You’ll notice that these are in fact two uploads of the same video; one by Tatia Pllieva, the film’s maker, and one by Melissa Coker of WREN, the ‘presenter’ of the video.
The first of these uploads has over 19 million views, over 125,000 thumbs-up, countless comments, and has been featured on high-profile sites such as Mashable, Devour, Time, Huffington Post, The Independent, Slate, Gizmodo, HighSnobriety, CBC, Business Insider, Heavy, and now RGB Social (ha! Sorry… had to).
The second of these uploads has not.

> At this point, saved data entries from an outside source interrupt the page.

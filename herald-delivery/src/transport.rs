//! Shared pooled HTTP transport for stateless channels.

use std::sync::Arc;

use async_trait::async_trait;
use dashmap::DashMap;
use herald_common::config::PoolSettings;
use parking_lot::RwLock;
use reqwest::{Client, Url};
use serde_json::Value;
use tokio::sync::{OwnedSemaphorePermit, Semaphore};

use crate::error::TransportError;

/// Field name to value mapping sent as the request body.
pub type Payload = serde_json::Map<String, Value>;

/// How a [`Payload`] is put on the wire.
#[derive(Debug, Clone, Copy, PartialEq, Eq)]
pub enum PayloadEncoding {
    /// `application/json`
    Json,
    /// `application/x-www-form-urlencoded`
    Form,
}

/// A response that made it back, whatever its status.
#[derive(Debug, Clone, PartialEq)]
pub struct TransportResponse {
    pub status: u16,
    /// Decoded JSON, the raw text if it was not JSON, `null` if empty.
    pub body: Value,
}

/// A long-lived, shareable request pool.
///
/// Implementations are borrowed by many concurrent sends; requests on one
/// transport may run in parallel.
#[async_trait]
pub trait PooledTransport: Send + Sync {
    /// Issues one POST to `target`.
    async fn post(
        &self,
        target: &str,
        encoding: PayloadEncoding,
        payload: &Payload,
    ) -> Result<TransportResponse, TransportError>;

    /// Releases pooled connections. Idempotent; later posts fail with
    /// [`TransportError::Closed`].
    async fn close(&self);

    fn is_closed(&self) -> bool;
}

/// [`PooledTransport`] over a `reqwest` client.
///
/// `reqwest` pools idle connections per host but has no bound on in-flight
/// requests, so the total and per-host limits are semaphores.
pub struct HttpPool {
    client: RwLock<Option<Client>>,
    total: Option<Arc<Semaphore>>,
    per_host: DashMap<String, Arc<Semaphore>>,
    limit_per_host: usize,
}

impl HttpPool {
    pub fn new(settings: &PoolSettings) -> Result<Self, TransportError> {
        let mut builder = Client::builder()
            .pool_idle_timeout(settings.keepalive_timeout())
            .timeout(settings.request_timeout())
            .danger_accept_invalid_certs(!settings.verify_tls);
        if settings.limit_per_host > 0 {
            builder = builder.pool_max_idle_per_host(settings.limit_per_host);
        }
        let client = builder.build()?;

        tracing::debug!(
            limit = settings.limit,
            limit_per_host = settings.limit_per_host,
            keepalive_secs = settings.keepalive_timeout_secs,
            verify_tls = settings.verify_tls,
            "HTTP pool created"
        );

        Ok(Self {
            client: RwLock::new(Some(client)),
            total: limit_semaphore(settings.limit),
            per_host: DashMap::new(),
            limit_per_host: settings.limit_per_host,
        })
    }

    async fn acquire(
        semaphore: Option<Arc<Semaphore>>,
    ) -> Result<Option<OwnedSemaphorePermit>, TransportError> {
        match semaphore {
            Some(semaphore) => semaphore
                .acquire_owned()
                .await
                .map(Some)
                .map_err(|_| TransportError::Closed),
            None => Ok(None),
        }
    }

    fn host_limit(&self, host: &str) -> Option<Arc<Semaphore>> {
        if self.limit_per_host == 0 {
            return None;
        }
        let limit = self.limit_per_host;
        Some(Arc::clone(&self.per_host.entry(host.to_string()).or_insert_with(
            || Arc::new(Semaphore::new(limit.min(Semaphore::MAX_PERMITS))),
        )))
    }
}

fn limit_semaphore(limit: usize) -> Option<Arc<Semaphore>> {
    (limit > 0).then(|| Arc::new(Semaphore::new(limit.min(Semaphore::MAX_PERMITS))))
}

#[async_trait]
impl PooledTransport for HttpPool {
    async fn post(
        &self,
        target: &str,
        encoding: PayloadEncoding,
        payload: &Payload,
    ) -> Result<TransportResponse, TransportError> {
        let client = self.client.read().clone().ok_or(TransportError::Closed)?;
        let url = Url::parse(target).map_err(|e| TransportError::Request {
            status: None,
            message: format!("Invalid target URL: {e}"),
        })?;

        let _total = Self::acquire(self.total.clone()).await?;
        let _host = Self::acquire(url.host_str().and_then(|host| self.host_limit(host))).await?;

        let request = client.post(url);
        let request = match encoding {
            PayloadEncoding::Json => request.json(payload),
            PayloadEncoding::Form => request.form(payload),
        };

        let response = request.send().await?;
        let status = response.status().as_u16();
        // The status decides the outcome even when the body is cut short.
        let body = match response.bytes().await {
            Ok(body) => decode_body(&body),
            Err(error) => {
                let error = error.without_url();
                tracing::debug!(status, %error, "Failed to read response body");
                Value::String(error.to_string())
            }
        };

        Ok(TransportResponse { status, body })
    }

    async fn close(&self) {
        if self.client.write().take().is_some() {
            if let Some(total) = &self.total {
                total.close();
            }
            for entry in &self.per_host {
                entry.value().close();
            }
            tracing::debug!("HTTP pool closed");
        }
    }

    fn is_closed(&self) -> bool {
        self.client.read().is_none()
    }
}

fn decode_body(body: &[u8]) -> Value {
    if body.is_empty() {
        return Value::Null;
    }
    serde_json::from_slice(body)
        .unwrap_or_else(|_| Value::String(String::from_utf8_lossy(body).into_owned()))
}
use serde_json::Value;

use super::{Connector, Session};
use crate::{
    error::{ConnectivityError, SessionError},
    outcome::{DeliveryOutcome, STATUS_FAILED, STATUS_REJECTED, STATUS_SENT},
    policy::{Backoff, RetryBudget},
};

enum SessionState<S> {
    Disconnected,
    Authenticated(S),
    /// Terminal, entered through [`SessionManager::close`].
    Closed,
}

/// Owns one reusable session and the retry policy around it.
///
/// The session is established lazily by the first [`send`](Self::send),
/// probed before every reuse and reset after connectivity failures. Every
/// method takes `&mut self`, so calls on one manager never interleave;
/// callers that share a manager put it behind a mutex.
pub struct SessionManager<C: Connector> {
    connector: C,
    state: SessionState<C::Session>,
    backoff: Backoff,
}

impl<C: Connector> SessionManager<C> {
    pub const fn new(connector: C, backoff: Backoff) -> Self {
        Self {
            connector,
            state: SessionState::Disconnected,
            backoff,
        }
    }

    pub const fn is_connected(&self) -> bool {
        matches!(self.state, SessionState::Authenticated(_))
    }

    pub const fn is_closed(&self) -> bool {
        matches!(self.state, SessionState::Closed)
    }

    /// Makes sure an authenticated session is available.
    ///
    /// An existing session is probed first; if the probe fails it is torn
    /// down and a fresh one is established. Establishment errors are
    /// returned as-is. A closed manager never reconnects.
    pub async fn ensure_connection(&mut self) -> Result<(), SessionError> {
        match &mut self.state {
            SessionState::Closed => return Err(SessionError::Closed),
            SessionState::Authenticated(session) => match session.probe().await {
                Ok(()) => return Ok(()),
                Err(error) => {
                    tracing::info!(%error, "Session failed liveness probe, reconnecting");
                    self.reset().await;
                }
            },
            SessionState::Disconnected => {}
        }

        tracing::debug!("Establishing session");
        let session = self.connector.establish().await?;
        self.state = SessionState::Authenticated(session);
        tracing::info!("Session established");

        Ok(())
    }

    /// Sends `message`, reconnecting and retrying on connectivity failures.
    ///
    /// - success: 200
    /// - rejected (sender, recipient, authentication): 400, never retried
    /// - connectivity, budget exhausted: 500
    /// - unclassified failure while transmitting: 500, never retried
    #[tracing::instrument(skip_all, fields(budget = budget.get()))]
    pub async fn send(
        &mut self,
        message: &<C::Session as Session>::Message,
        budget: RetryBudget,
    ) -> DeliveryOutcome {
        let mut outcome = DeliveryOutcome::failure(Some(STATUS_FAILED), Value::Null);

        for attempt in budget.attempts() {
            let error = match self.ensure_connection().await {
                Ok(()) => match self.transmit(message).await {
                    Ok(()) => {
                        tracing::info!(attempt, "Message sent");
                        return DeliveryOutcome::success(
                            STATUS_SENT,
                            "The message was sent successfully",
                        );
                    }
                    Err(SessionError::Unclassified(reason)) => {
                        tracing::error!(attempt, %reason, "Unclassified failure while sending");
                        return DeliveryOutcome::failure(Some(STATUS_FAILED), reason);
                    }
                    Err(error) => error,
                },
                Err(error) => error,
            };

            match error {
                SessionError::Closed => {
                    tracing::warn!("Session manager is closed, not sending");
                    return DeliveryOutcome::failure(Some(STATUS_FAILED), "session manager closed");
                }
                SessionError::Rejected(rejection) => {
                    tracing::warn!(attempt, %rejection, "Message rejected, not retrying");
                    return DeliveryOutcome::failure(Some(STATUS_REJECTED), rejection.to_string());
                }
                SessionError::Connectivity(_) | SessionError::Unclassified(_) => {
                    self.reset().await;
                    outcome = DeliveryOutcome::failure(Some(STATUS_FAILED), error.to_string());

                    if budget.is_final(attempt) {
                        tracing::warn!(attempt, %error, "Retry budget exhausted");
                    } else {
                        let delay = self.backoff.delay(attempt);
                        tracing::info!(attempt, %error, ?delay, "Send failed, backing off");
                        tokio::time::sleep(delay).await;
                    }
                }
            }
        }

        outcome
    }

    /// Terminates the session, if any, and closes the manager for good.
    ///
    /// Teardown errors are logged and dropped. Safe to call repeatedly and
    /// on a manager that never connected.
    pub async fn close(&mut self) {
        self.discard(SessionState::Closed).await;
    }

    async fn transmit(
        &mut self,
        message: &<C::Session as Session>::Message,
    ) -> Result<(), SessionError> {
        match &mut self.state {
            SessionState::Authenticated(session) => session.transmit(message).await,
            SessionState::Disconnected => Err(ConnectivityError::Disconnected(
                "No session established".to_string(),
            )
            .into()),
            SessionState::Closed => Err(SessionError::Closed),
        }
    }

    async fn reset(&mut self) {
        self.discard(SessionState::Disconnected).await;
    }

    /// Moves to `next`, terminating the current session on the way. A closed
    /// manager stays closed.
    async fn discard(&mut self, next: SessionState<C::Session>) {
        match std::mem::replace(&mut self.state, next) {
            SessionState::Authenticated(session) => {
                if let Err(error) = session.terminate().await {
                    tracing::debug!(%error, "Ignoring error while terminating session");
                }
                tracing::debug!("Session terminated");
            }
            SessionState::Closed => self.state = SessionState::Closed,
            SessionState::Disconnected => {}
        }
    }
}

It’s achieved 181 views, 0 thumbs-up, and about 39 likes, 14 shares and 4 comments on Facebook.
The same video, uploaded by the two parties responsible for its creation, and they have dramatically different results.
It’s impossible to pinpoint exactly why these videos are on such different galaxies as it pertains to their success, but there are a few observations worth making here:
The viral video was uploaded first – roughly a day earlier
The viral video was the one uploaded to a YouTube channel with an existing community – close to 19,000 subscribers
The viral video was shared by prominent online media outlets and tastemakers – some of which are listed above
I’ve previously written in more detail about how some of these things can affect a video’s likelihood of going ‘viral’, so I’ll not blather on about it here.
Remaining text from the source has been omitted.